- [PROBLEM STATEMENT]:
Render every entry exactly as it appears.
##### DATA SUPPLIED #####
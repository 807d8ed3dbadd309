//! JSON literals carried into the IR (defaults, enum values, consts).

use ordered_float::OrderedFloat;

use crate::document::{Node, Value};

/// A JSON number as written in the document.
#[derive(Debug, Clone, Copy, PartialEq, Eq, Hash, PartialOrd, Ord)]
pub enum Number {
    Int(i64),
    Float(OrderedFloat<f64>),
}

impl Number {
    pub fn from_json(n: &serde_json::Number) -> Self {
        match n.as_i64() {
            Some(i) => Number::Int(i),
            None => Number::Float(OrderedFloat(n.as_f64().unwrap_or(f64::NAN))),
        }
    }

    pub fn as_f64(self) -> f64 {
        match self {
            Number::Int(i) => i as f64,
            Number::Float(f) => f.0,
        }
    }

    pub fn is_integer(self) -> bool {
        match self {
            Number::Int(_) => true,
            Number::Float(f) => f.0.fract() == 0.0,
        }
    }

    /// Whether `self` is a multiple of `of`, computed in 64-bit float.
    pub fn is_multiple_of(self, of: Number) -> bool {
        let of = of.as_f64();
        of != 0.0 && (self.as_f64() % of) == 0.0
    }
}

impl std::fmt::Display for Number {
    fn fmt(&self, f: &mut std::fmt::Formatter<'_>) -> std::fmt::Result {
        match self {
            Number::Int(i) => write!(f, "{}", i),
            Number::Float(x) => write!(f, "{}", x.0),
        }
    }
}

/// A JSON value with total ordering and hashing.
#[derive(Debug, Clone, PartialEq, Eq, Hash, PartialOrd, Ord)]
pub enum Literal {
    Null,
    Bool(bool),
    Number(Number),
    String(String),
    Array(Vec<Literal>),
    Object(Vec<(String, Literal)>),
}

impl Literal {
    pub fn from_node(node: &Node) -> Self {
        match &node.value {
            Value::Null => Literal::Null,
            Value::Bool(b) => Literal::Bool(*b),
            Value::Number(n) => Literal::Number(Number::from_json(n)),
            Value::String(s) => Literal::String(s.clone()),
            Value::Array(items) => Literal::Array(items.iter().map(Literal::from_node).collect()),
            Value::Object(object) => Literal::Object(
                object
                    .iter()
                    .map(|(k, m)| (k.to_string(), Literal::from_node(&m.value)))
                    .collect(),
            ),
        }
    }

    pub fn json_type(&self) -> JsonType {
        match self {
            Literal::Null => JsonType::Null,
            Literal::Bool(_) => JsonType::Boolean,
            Literal::Number(n) if n.is_integer() => JsonType::Integer,
            Literal::Number(_) => JsonType::Number,
            Literal::String(_) => JsonType::String,
            Literal::Array(_) => JsonType::Array,
            Literal::Object(_) => JsonType::Object,
        }
    }

    pub fn is_null(&self) -> bool {
        matches!(self, Literal::Null)
    }

    pub fn as_str(&self) -> Option<&str> {
        match self {
            Literal::String(s) => Some(s),
            _ => None,
        }
    }

    /// Text used to derive an identifier for an enum constant.
    pub fn ident_text(&self) -> String {
        match self {
            Literal::Null => "Null".to_string(),
            Literal::Bool(true) => "True".to_string(),
            Literal::Bool(false) => "False".to_string(),
            Literal::Number(Number::Int(i)) if *i < 0 => format!("Minus{}", i.unsigned_abs()),
            Literal::Number(n) => n.to_string().replace(['.', '-', '+'], "_"),
            Literal::String(s) if s.is_empty() => "Empty".to_string(),
            Literal::String(s) => s.clone(),
            Literal::Array(_) | Literal::Object(_) => "Value".to_string(),
        }
    }
}

impl std::fmt::Display for Literal {
    fn fmt(&self, f: &mut std::fmt::Formatter<'_>) -> std::fmt::Result {
        match self {
            Literal::Null => f.write_str("null"),
            Literal::Bool(b) => write!(f, "{}", b),
            Literal::Number(n) => write!(f, "{}", n),
            Literal::String(s) => write!(f, "{:?}", s),
            Literal::Array(items) => {
                f.write_str("[")?;
                for (i, item) in items.iter().enumerate() {
                    if i > 0 {
                        f.write_str(", ")?;
                    }
                    write!(f, "{}", item)?;
                }
                f.write_str("]")
            }
            Literal::Object(members) => {
                f.write_str("{")?;
                for (i, (k, v)) in members.iter().enumerate() {
                    if i > 0 {
                        f.write_str(", ")?;
                    }
                    write!(f, "{:?}: {}", k, v)?;
                }
                f.write_str("}")
            }
        }
    }
}

/// JSON Schema instance types.
#[derive(Debug, Clone, Copy, PartialEq, Eq, Hash, PartialOrd, Ord)]
pub enum JsonType {
    Null,
    Boolean,
    Integer,
    Number,
    String,
    Array,
    Object,
}

impl JsonType {
    pub const ALL: [JsonType; 7] = [
        JsonType::Null,
        JsonType::Boolean,
        JsonType::Integer,
        JsonType::Number,
        JsonType::String,
        JsonType::Array,
        JsonType::Object,
    ];

    pub fn parse(s: &str) -> Option<Self> {
        Some(match s {
            "null" => JsonType::Null,
            "boolean" => JsonType::Boolean,
            "integer" => JsonType::Integer,
            "number" => JsonType::Number,
            "string" => JsonType::String,
            "array" => JsonType::Array,
            "object" => JsonType::Object,
            _ => return None,
        })
    }

    pub fn as_str(self) -> &'static str {
        match self {
            JsonType::Null => "null",
            JsonType::Boolean => "boolean",
            JsonType::Integer => "integer",
            JsonType::Number => "number",
            JsonType::String => "string",
            JsonType::Array => "array",
            JsonType::Object => "object",
        }
    }

    /// Whether a literal of type `value` is an instance of `self`.
    pub fn admits(self, value: JsonType) -> bool {
        self == value || (self == JsonType::Number && value == JsonType::Integer)
    }

    /// The type a decoder can observe on the wire; integers and numbers
    /// are indistinguishable there.
    pub fn wire(self) -> JsonType {
        match self {
            JsonType::Integer => JsonType::Number,
            other => other,
        }
    }
}

impl std::fmt::Display for JsonType {
    fn fmt(&self, f: &mut std::fmt::Formatter<'_>) -> std::fmt::Result {
        f.write_str(self.as_str())
    }
}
#####
- [FINAL ANSWER]:
repository 807d8ed3dbadd309
//! JSON literals carried into the IR (defaults, enum values, consts).

use ordered_float::OrderedFloat;

use crate::document::{Node, Value};

/// A JSON number as written in the document.
#[derive(Debug, Clone, Copy, PartialEq, Eq, Hash, PartialOrd, Ord)]
pub enum Number {
    Int(i64),
    Float(OrderedFloat<f64>),
}

impl Number {
    pub fn from_json(n: &serde_json::Number) -> Self {
        match n.as_i64() {
            Some(i) => Number::Int(i),
            None => Number::Float(OrderedFloat(n.as_f64().unwrap_or(f64::NAN))),
        }
    }

    pub fn as_f64(self) -> f64 {
        match self {
            Number::Int(i) => i as f64,
            Number::Float(f) => f.0,
        }
    }

    pub fn is_integer(self) -> bool {
        match self {
            Number::Int(_) => true,
            Number::Float(f) => f.0.fract() == 0.0,
        }
    }

    /// Whether `self` is a multiple of `of`, computed in 64-bit float.
    pub fn is_multiple_of(self, of: Number) -> bool {
        let of = of.as_f64();
        of != 0.0 && (self.as_f64() % of) == 0.0
    }
}

impl std::fmt::Display for Number {
    fn fmt(&self, f: &mut std::fmt::Formatter<'_>) -> std::fmt::Result {
        match self {
            Number::Int(i) => write!(f, "{}", i),
            Number::Float(x) => write!(f, "{}", x.0),
        }
    }
}

/// A JSON value with total ordering and hashing.
#[derive(Debug, Clone, PartialEq, Eq, Hash, PartialOrd, Ord)]
pub enum Literal {
    Null,
    Bool(bool),
    Number(Number),
    String(String),
    Array(Vec<Literal>),
    Object(Vec<(String, Literal)>),
}

impl Literal {
    pub fn from_node(node: &Node) -> Self {
        match &node.value {
            Value::Null => Literal::Null,
            Value::Bool(b) => Literal::Bool(*b),
            Value::Number(n) => Literal::Number(Number::from_json(n)),
            Value::String(s) => Literal::String(s.clone()),
            Value::Array(items) => Literal::Array(items.iter().map(Literal::from_node).collect()),
            Value::Object(object) => Literal::Object(
                object
                    .iter()
                    .map(|(k, m)| (k.to_string(), Literal::from_node(&m.value)))
                    .collect(),
            ),
        }
    }

    pub fn json_type(&self) -> JsonType {
        match self {
            Literal::Null => JsonType::Null,
            Literal::Bool(_) => JsonType::Boolean,
            Literal::Number(n) if n.is_integer() => JsonType::Integer,
            Literal::Number(_) => JsonType::Number,
            Literal::String(_) => JsonType::String,
            Literal::Array(_) => JsonType::Array,
            Literal::Object(_) => JsonType::Object,
        }
    }

    pub fn is_null(&self) -> bool {
        matches!(self, Literal::Null)
    }

    pub fn as_str(&self) -> Option<&str> {
        match self {
            Literal::String(s) => Some(s),
            _ => None,
        }
    }

    /// Text used to derive an identifier for an enum constant.
    pub fn ident_text(&self) -> String {
        match self {
            Literal::Null => "Null".to_string(),
            Literal::Bool(true) => "True".to_string(),
            Literal::Bool(false) => "False".to_string(),
            Literal::Number(Number::Int(i)) if *i < 0 => format!("Minus{}", i.unsigned_abs()),
            Literal::Number(n) => n.to_string().replace(['.', '-', '+'], "_"),
            Literal::String(s) if s.is_empty() => "Empty".to_string(),
            Literal::String(s) => s.clone(),
            Literal::Array(_) | Literal::Object(_) => "Value".to_string(),
        }
    }
}

impl std::fmt::Display for Literal {
    fn fmt(&self, f: &mut std::fmt::Formatter<'_>) -> std::fmt::Result {
        match self {
            Literal::Null => f.write_str("null"),
            Literal::Bool(b) => write!(f, "{}", b),
            Literal::Number(n) => write!(f, "{}", n),
            Literal::String(s) => write!(f, "{:?}", s),
            Literal::Array(items) => {
                f.write_str("[")?;
                for (i, item) in items.iter().enumerate() {
                    if i > 0 {
                        f.write_str(", ")?;
                    }
                    write!(f, "{}", item)?;
                }
                f.write_str("]")
            }
            Literal::Object(members) => {
                f.write_str("{")?;
                for (i, (k, v)) in members.iter().enumerate() {
                    if i > 0 {
                        f.write_str(", ")?;
                    }
                    write!(f, "{:?}: {}", k, v)?;
                }
                f.write_str("}")
            }
        }
    }
}

/// JSON Schema instance types.
#[derive(Debug, Clone, Copy, PartialEq, Eq, Hash, PartialOrd, Ord)]
pub enum JsonType {
    Null,
    Boolean,
    Integer,
    Number,
    String,
    Array,
    Object,
}

impl JsonType {
    pub const ALL: [JsonType; 7] = [
        JsonType::Null,
        JsonType::Boolean,
        JsonType::Integer,
        JsonType::Number,
        JsonType::String,
        JsonType::Array,
        JsonType::Object,
    ];

    pub fn parse(s: &str) -> Option<Self> {
        Some(match s {
            "null" => JsonType::Null,
            "boolean" => JsonType::Boolean,
            "integer" => JsonType::Integer,
            "number" => JsonType::Number,
            "string" => JsonType::String,
            "array" => JsonType::Array,
            "object" => JsonType::Object,
            _ => return None,
        })
    }

    pub fn as_str(self) -> &'static str {
        match self {
            JsonType::Null => "null",
            JsonType::Boolean => "boolean",
            JsonType::Integer => "integer",
            JsonType::Number => "number",
            JsonType::String => "string",
            JsonType::Array => "array",
            JsonType::Object => "object",
        }
    }

    /// Whether a literal of type `value` is an instance of `self`.
    pub fn admits(self, value: JsonType) -> bool {
        self == value || (self == JsonType::Number && value == JsonType::Integer)
    }

    /// The type a decoder can observe on the wire; integers and numbers
    /// are indistinguishable there.
    pub fn wire(self) -> JsonType {
        match self {
            JsonType::Integer => JsonType::Number,
            other => other,
        }
    }
}

impl std::fmt::Display for JsonType {
    fn fmt(&self, f: &mut std::fmt::Formatter<'_>) -> std::fmt::Result {
        f.write_str(self.as_str())
    }
}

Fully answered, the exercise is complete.